# TO DO:
Filter the listing for lines containing "cloned".

# ENTRIES PROVIDED:
++++
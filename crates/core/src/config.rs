//! Configuration loading
//!
//! Resolves the gateway credentials once at startup. Each value is looked up in
//! the process environment, then in a `.env` file in the working directory, then
//! in an optional TOML file at `$S3P_CONFIG_DIR/config.toml` (or the platform
//! config directory, `~/.config/s3p/config.toml` on Linux).

use std::collections::HashMap;
use std::fmt;
use std::path::{Path, PathBuf};

use http::HeaderValue;
use serde::Deserialize;
use url::Url;

use crate::error::{Error, Result};

/// Environment variable holding the gateway API key
pub const API_KEY_VAR: &str = "S3_PROXY_API_KEY";

/// Environment variable holding the gateway base URL
pub const API_URL_VAR: &str = "API_URL";

/// Environment variable overriding the config directory
pub const CONFIG_DIR_VAR: &str = "S3P_CONFIG_DIR";

const DOTENV_FILE: &str = ".env";
const CONFIG_FILE: &str = "config.toml";

/// Gateway credentials, immutable for the run
#[derive(Clone, PartialEq, Eq)]
pub struct Credentials {
    api_key: HeaderValue,
    api_url: Url,
}

impl Credentials {
    /// Build credentials from a key and a base URL
    pub fn new(api_key: impl Into<String>, api_url: &str) -> Result<Self> {
        let api_key = api_key.into();
        let api_key = api_key.trim();
        if api_key.is_empty() {
            return Err(Error::MissingConfig(API_KEY_VAR));
        }
        let mut api_key = HeaderValue::from_str(api_key).map_err(|_| {
            Error::Config(format!("{API_KEY_VAR} is not a valid header value"))
        })?;
        api_key.set_sensitive(true);

        let api_url = Url::parse(api_url.trim())?;
        if api_url.cannot_be_a_base() || !matches!(api_url.scheme(), "http" | "https") {
            return Err(Error::Config(format!(
                "{API_URL_VAR} must be an http(s) URL, got '{api_url}'"
            )));
        }

        Ok(Self { api_key, api_url })
    }

    /// The value sent in the `x-api-key` header
    pub fn api_key(&self) -> &HeaderValue {
        &self.api_key
    }

    /// Base URL of the API gateway
    pub fn api_url(&self) -> &Url {
        &self.api_url
    }
}

impl fmt::Debug for Credentials {
    fn fmt(&self, f: &mut fmt::Formatter<'_>) -> fmt::Result {
        f.debug_struct("Credentials")
            .field("api_key", &"<redacted>")
            .field("api_url", &self.api_url.as_str())
            .finish()
    }
}

/// Contents of the optional `config.toml`
#[derive(Debug, Default, Deserialize)]
struct FileConfig {
    api_key: Option<String>,
    api_url: Option<String>,
}

impl FileConfig {
    fn get(&self, name: &str) -> Option<&str> {
        match name {
            API_KEY_VAR => self.api_key.as_deref(),
            API_URL_VAR => self.api_url.as_deref(),
            _ => None,
        }
    }
}

/// Resolves [`Credentials`] from the layered configuration sources
#[derive(Debug, Clone)]
pub struct ConfigLoader {
    dotenv_path: PathBuf,
    config_path: Option<PathBuf>,
}

impl ConfigLoader {
    /// Loader using `./.env` and the default config file location
    pub fn new() -> Self {
        Self {
            dotenv_path: PathBuf::from(DOTENV_FILE),
            config_path: default_config_path(),
        }
    }

    /// Loader with explicit file locations (useful for testing)
    pub fn with_paths(dotenv_path: impl Into<PathBuf>, config_path: Option<PathBuf>) -> Self {
        Self {
            dotenv_path: dotenv_path.into(),
            config_path,
        }
    }

    /// Resolve credentials, reading the process environment first
    pub fn load(&self) -> Result<Credentials> {
        self.load_with(|name| std::env::var(name).ok())
    }

    /// Resolve credentials with a custom environment lookup
    pub fn load_with<F>(&self, env: F) -> Result<Credentials>
    where
        F: Fn(&str) -> Option<String>,
    {
        let dotenv = read_dotenv(&self.dotenv_path)?;
        let file = match &self.config_path {
            Some(path) => read_config_file(path)?,
            None => FileConfig::default(),
        };

        let lookup = |name: &'static str| -> Result<String> {
            env(name)
                .into_iter()
                .chain(dotenv.get(name).cloned())
                .chain(file.get(name).map(str::to_string))
                .find(|value| !value.trim().is_empty())
                .ok_or(Error::MissingConfig(name))
        };

        let api_key = lookup(API_KEY_VAR)?;
        let api_url = lookup(API_URL_VAR)?;

        let credentials = Credentials::new(api_key, &api_url)?;
        tracing::debug!(api_url = %credentials.api_url(), "resolved gateway configuration");
        Ok(credentials)
    }
}

impl Default for ConfigLoader {
    fn default() -> Self {
        Self::new()
    }
}

fn default_config_path() -> Option<PathBuf> {
    if let Some(dir) = std::env::var_os(CONFIG_DIR_VAR) {
        return Some(PathBuf::from(dir).join(CONFIG_FILE));
    }
    dirs::config_dir().map(|dir| dir.join("s3p").join(CONFIG_FILE))
}

fn read_dotenv(path: &Path) -> Result<HashMap<String, String>> {
    if !path.is_file() {
        return Ok(HashMap::new());
    }

    let entries = dotenvy::from_path_iter(path)
        .map_err(|e| Error::Config(format!("Error loading {}: {e}", path.display())))?;

    entries
        .map(|entry| {
            entry.map_err(|e| Error::Config(format!("Error loading {}: {e}", path.display())))
        })
        .collect()
}

fn read_config_file(path: &Path) -> Result<FileConfig> {
    if !path.is_file() {
        return Ok(FileConfig::default());
    }

    let content = std::fs::read_to_string(path)?;
    Ok(toml::from_str(&content)?)
}

#[cfg(test)]
mod tests {
    use super::*;
    use tempfile::TempDir;

    fn env_from(pairs: &[(&str, &str)]) -> impl Fn(&str) -> Option<String> {
        let map: HashMap<String, String> = pairs
            .iter()
            .map(|(k, v)| (k.to_string(), v.to_string()))
            .collect();
        move |name| map.get(name).cloned()
    }

    fn temp_loader() -> (ConfigLoader, TempDir) {
        let temp_dir = TempDir::new().unwrap();
        let loader = ConfigLoader::with_paths(
            temp_dir.path().join(".env"),
            Some(temp_dir.path().join("config.toml")),
        );
        (loader, temp_dir)
    }

    #[test]
    fn test_load_from_env() {
        let (loader, _temp_dir) = temp_loader();
        let creds = loader
            .load_with(env_from(&[
                (API_KEY_VAR, "secret"),
                (API_URL_VAR, "https://gw.example.com/prod"),
            ]))
            .unwrap();

        assert_eq!(creds.api_key(), "secret");
        assert_eq!(creds.api_url().as_str(), "https://gw.example.com/prod");
    }

    #[test]
    fn test_missing_api_key() {
        let (loader, _temp_dir) = temp_loader();
        let err = loader
            .load_with(env_from(&[(API_URL_VAR, "https://gw.example.com")]))
            .unwrap_err();
        assert!(matches!(err, Error::MissingConfig(API_KEY_VAR)));
    }

    #[test]
    fn test_empty_value_counts_as_missing() {
        let (loader, _temp_dir) = temp_loader();
        let err = loader
            .load_with(env_from(&[(API_KEY_VAR, "secret"), (API_URL_VAR, "  ")]))
            .unwrap_err();
        assert!(matches!(err, Error::MissingConfig(API_URL_VAR)));
    }

    #[test]
    fn test_dotenv_fills_gaps() {
        let (loader, temp_dir) = temp_loader();
        std::fs::write(
            temp_dir.path().join(".env"),
            "S3_PROXY_API_KEY=from-dotenv\nAPI_URL=http://localhost:3000\n",
        )
        .unwrap();

        let creds = loader
            .load_with(env_from(&[(API_KEY_VAR, "from-env")]))
            .unwrap();
        assert_eq!(creds.api_key(), "from-env");
        assert_eq!(creds.api_url().as_str(), "http://localhost:3000/");
    }

    #[test]
    fn test_config_file_is_last_resort() {
        let (loader, temp_dir) = temp_loader();
        std::fs::write(
            temp_dir.path().join("config.toml"),
            r#"
            api_key = "from-file"
            api_url = "https://file.example.com"
            "#,
        )
        .unwrap();

        let creds = loader
            .load_with(env_from(&[(API_URL_VAR, "https://env.example.com")]))
            .unwrap();
        assert_eq!(creds.api_key(), "from-file");
        assert_eq!(creds.api_url().host_str(), Some("env.example.com"));
    }

    #[test]
    fn test_malformed_config_file() {
        let (loader, temp_dir) = temp_loader();
        std::fs::write(temp_dir.path().join("config.toml"), "api_key = [").unwrap();

        let result = loader.load_with(env_from(&[]));
        assert!(matches!(result, Err(Error::TomlParse(_))));
    }

    #[test]
    fn test_rejects_non_http_url() {
        let err = Credentials::new("secret", "ftp://gw.example.com").unwrap_err();
        assert!(err.to_string().contains("must be an http(s) URL"));

        assert!(matches!(
            Credentials::new("secret", "not a url"),
            Err(Error::InvalidUrl(_))
        ));
    }

    #[test]
    fn test_rejects_api_key_with_control_characters() {
        let err = Credentials::new("sec\nret", "https://gw.example.com").unwrap_err();
        assert!(matches!(err, Error::Config(_)));
    }

    #[test]
    fn test_debug_redacts_api_key() {
        let creds = Credentials::new("super-secret", "https://gw.example.com").unwrap();
        let debug = format!("{creds:?}");
        assert!(!debug.contains("super-secret"));
        assert!(debug.contains("<redacted>"));
    }
}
++++
# ANSWER BOX:
                .chain(dotenv.get(name).cloned())
        move |name| map.get(name).cloned()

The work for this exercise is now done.